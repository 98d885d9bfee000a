// ============================================================================
// Request Validation
// ============================================================================
//
// Request bodies as the dashboard sends them, and their conversion into the
// typed upstream inputs. Every failure names the offending field so the
// client can tell which input was rejected.
//
// ============================================================================

use serde::Deserialize;
use std::collections::BTreeMap;
use url::Url;
use uuid::Uuid;

use crate::error::AppError;
use crate::upstream::types::{
    ServiceCreateInput, ServiceSourceInput, TemplateDeployInput, TemplateDeployService,
};

/// Length of the canonical hyphenated form
const UUID_LEN: usize = 36;

/// Parse a UUID in its canonical `8-4-4-4-12` form.
///
/// Braced, URN and unhyphenated spellings are rejected.
pub fn parse_uuid(field: &str, value: &str) -> Result<Uuid, AppError> {
    if value.len() != UUID_LEN {
        return Err(invalid_uuid(field));
    }
    Uuid::parse_str(value).map_err(|_| invalid_uuid(field))
}

fn invalid_uuid(field: &str) -> AppError {
    AppError::validation(format!("{}: Invalid uuid", field))
}

fn required(field: &str) -> AppError {
    AppError::validation(format!("{}: Required", field))
}

// ============================================================================
// POST /sessions
// ============================================================================

#[derive(Debug, Deserialize)]
pub struct LoginForm {
    #[serde(rename = "apiKey", default)]
    api_key: Option<String>,
}

impl LoginForm {
    /// The API key, checked to be a canonical UUID and returned as sent
    pub fn into_api_key(self) -> Result<String, AppError> {
        let api_key = self.api_key.ok_or_else(|| required("apiKey"))?;
        parse_uuid("apiKey", &api_key)?;
        Ok(api_key)
    }
}

// ============================================================================
// POST /project/:id/services
// ============================================================================

#[derive(Debug, Deserialize)]
#[serde(rename_all = "camelCase")]
pub struct CreateServiceRequest {
    #[serde(default)]
    branch: Option<String>,
    #[serde(default)]
    environment_id: Option<String>,
    #[serde(default)]
    source: Option<SourceBody>,
}

#[derive(Debug, Deserialize)]
struct SourceBody {
    #[serde(default)]
    repo: Option<String>,
    #[serde(default)]
    image: Option<String>,
}

impl SourceBody {
    fn into_input(self) -> Result<ServiceSourceInput, AppError> {
        match (self.repo, self.image) {
            (Some(repo), None) => Ok(ServiceSourceInput::Repo(repo)),
            (None, Some(image)) => Ok(ServiceSourceInput::Image(image)),
            (Some(_), Some(_)) => Err(AppError::validation(
                "source: Expected exactly one of repo or image",
            )),
            (None, None) => Err(AppError::validation(
                "source: Expected one of repo or image",
            )),
        }
    }
}

impl CreateServiceRequest {
    pub fn into_input(self, project_id: Uuid) -> Result<ServiceCreateInput, AppError> {
        let environment_id = self
            .environment_id
            .map(|id| parse_uuid("environmentId", &id).map(|_| id))
            .transpose()?;
        let source = self.source.ok_or_else(|| required("source"))?.into_input()?;

        Ok(ServiceCreateInput {
            project_id: project_id.to_string(),
            branch: self.branch,
            environment_id,
            source,
        })
    }
}

// ============================================================================
// DELETE /services/:id
// ============================================================================

#[derive(Debug, Deserialize)]
#[serde(rename_all = "camelCase")]
pub struct DeleteServiceRequest {
    #[serde(default)]
    environment_id: Option<String>,
}

impl DeleteServiceRequest {
    pub fn environment_id(&self) -> Result<Uuid, AppError> {
        let id = self
            .environment_id
            .as_deref()
            .ok_or_else(|| required("environmentId"))?;
        parse_uuid("environmentId", id)
    }
}

// ============================================================================
// POST /project/:id/deploy-template
// ============================================================================

#[derive(Debug, Deserialize)]
#[serde(rename_all = "camelCase")]
pub struct DeployTemplateRequest {
    #[serde(default)]
    template_code: Option<String>,
    #[serde(default)]
    services: Option<Vec<TemplateServiceBody>>,
}

#[derive(Debug, Deserialize)]
#[serde(rename_all = "camelCase")]
struct TemplateServiceBody {
    id: String,
    has_domain: bool,
    is_private: bool,
    owner: String,
    name: String,
    service_name: String,
    template: String,
    variables: BTreeMap<String, String>,
}

impl DeployTemplateRequest {
    pub fn into_input(self, project_id: Uuid) -> Result<TemplateDeployInput, AppError> {
        let template_code = self.template_code.ok_or_else(|| required("templateCode"))?;
        let services = self
            .services
            .ok_or_else(|| required("services"))?
            .into_iter()
            .enumerate()
            .map(|(index, service)| service.into_input(index))
            .collect::<Result<Vec<_>, _>>()?;

        Ok(TemplateDeployInput {
            project_id: project_id.to_string(),
            template_code,
            services,
        })
    }
}

impl TemplateServiceBody {
    fn into_input(self, index: usize) -> Result<TemplateDeployService, AppError> {
        parse_uuid(&format!("services.{}.id", index), &self.id)?;
        Url::parse(&self.template).map_err(|_| {
            AppError::validation(format!("services.{}.template: Invalid url", index))
        })?;

        Ok(TemplateDeployService {
            id: self.id,
            has_domain: self.has_domain,
            is_private: self.is_private,
            owner: self.owner,
            name: self.name,
            service_name: self.service_name,
            template: self.template,
            variables: self.variables,
        })
    }
}

#[cfg(test)]
mod tests {
    use super::*;
    use serde_json::json;

    const KEY: &str = "550e8400-e29b-41d4-a716-446655440000";

    fn message(err: AppError) -> String {
        match err {
            AppError::Validation(msg) => msg,
            other => panic!("expected validation error, got {:?}", other),
        }
    }

    #[test]
    fn test_parse_uuid_accepts_canonical_form() {
        assert_eq!(parse_uuid("id", KEY).unwrap().to_string(), KEY);
        assert!(parse_uuid("id", &KEY.to_uppercase()).is_ok());
    }

    #[test]
    fn test_parse_uuid_rejects_other_spellings() {
        for value in [
            "not-a-uuid",
            "",
            "550e8400e29b41d4a716446655440000",
            "{550e8400-e29b-41d4-a716-446655440000}",
            "urn:uuid:550e8400-e29b-41d4-a716-446655440000",
        ] {
            let err = parse_uuid("id", value).unwrap_err();
            assert_eq!(message(err), "id: Invalid uuid", "value: {}", value);
        }
    }

    #[test]
    fn test_login_form_requires_uuid_key() {
        let form = LoginForm {
            api_key: Some(KEY.to_string()),
        };
        assert_eq!(form.into_api_key().unwrap(), KEY);

        let err = LoginForm { api_key: None }.into_api_key().unwrap_err();
        assert_eq!(message(err), "apiKey: Required");

        let err = LoginForm {
            api_key: Some("hunter2".to_string()),
        }
        .into_api_key()
        .unwrap_err();
        assert_eq!(message(err), "apiKey: Invalid uuid");
    }

    #[test]
    fn test_create_service_defaults_branch_and_environment() {
        let body: CreateServiceRequest =
            serde_json::from_value(json!({ "source": { "image": "nginx:latest" } })).unwrap();
        let project = Uuid::parse_str(KEY).unwrap();
        let input = body.into_input(project).unwrap();

        assert_eq!(input.project_id, KEY);
        assert_eq!(input.branch, None);
        assert_eq!(input.environment_id, None);
        assert_eq!(input.source, ServiceSourceInput::Image("nginx:latest".into()));
    }

    #[test]
    fn test_create_service_source_must_have_exactly_one_key() {
        let project = Uuid::parse_str(KEY).unwrap();

        let missing: CreateServiceRequest = serde_json::from_value(json!({})).unwrap();
        assert_eq!(message(missing.into_input(project).unwrap_err()), "source: Required");

        let empty: CreateServiceRequest =
            serde_json::from_value(json!({ "source": {} })).unwrap();
        assert!(message(empty.into_input(project).unwrap_err()).starts_with("source:"));

        let both: CreateServiceRequest = serde_json::from_value(
            json!({ "source": { "repo": "acme/api", "image": "nginx" } }),
        )
        .unwrap();
        assert!(message(both.into_input(project).unwrap_err()).starts_with("source:"));
    }

    #[test]
    fn test_create_service_rejects_non_string_source() {
        let result: Result<CreateServiceRequest, _> =
            serde_json::from_value(json!({ "source": { "repo": 42 } }));
        assert!(result.is_err());
    }

    #[test]
    fn test_create_service_checks_environment_id() {
        let body: CreateServiceRequest = serde_json::from_value(json!({
            "environmentId": "prod",
            "source": { "repo": "acme/api" }
        }))
        .unwrap();
        let err = body.into_input(Uuid::parse_str(KEY).unwrap()).unwrap_err();
        assert_eq!(message(err), "environmentId: Invalid uuid");
    }

    #[test]
    fn test_delete_service_requires_environment_id() {
        let body: DeleteServiceRequest = serde_json::from_value(json!({})).unwrap();
        assert_eq!(message(body.environment_id().unwrap_err()), "environmentId: Required");

        let body: DeleteServiceRequest =
            serde_json::from_value(json!({ "environmentId": KEY })).unwrap();
        assert_eq!(body.environment_id().unwrap().to_string(), KEY);
    }

    #[test]
    fn test_deploy_template_validates_each_service() {
        let service = json!({
            "id": KEY,
            "hasDomain": true,
            "isPrivate": false,
            "owner": "railwayapp",
            "name": "postgres",
            "serviceName": "Postgres",
            "template": "https://github.com/railwayapp-templates/postgres-ssl",
            "variables": { "PGPORT": "5432" }
        });
        let project = Uuid::parse_str(KEY).unwrap();

        let body: DeployTemplateRequest = serde_json::from_value(json!({
            "templateCode": "postgres",
            "services": [service.clone()]
        }))
        .unwrap();
        let input = body.into_input(project).unwrap();
        assert_eq!(input.template_code, "postgres");
        assert_eq!(input.services[0].variables["PGPORT"], "5432");

        let mut bad = service;
        bad["template"] = json!("not a url");
        let body: DeployTemplateRequest = serde_json::from_value(json!({
            "templateCode": "postgres",
            "services": [bad]
        }))
        .unwrap();
        assert_eq!(
            message(body.into_input(project).unwrap_err()),
            "services.0.template: Invalid url"
        );
    }
}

Activity:
Quote, word for word, every line from the top of the entries through the line that holds "field so the".

Solution for this exercise:
repository 98d885d9bfee000a
// ============================================================================
// Request Validation
// ============================================================================
//
// Request bodies as the dashboard sends them, and their conversion into the
// typed upstream inputs. Every failure names the offending field so the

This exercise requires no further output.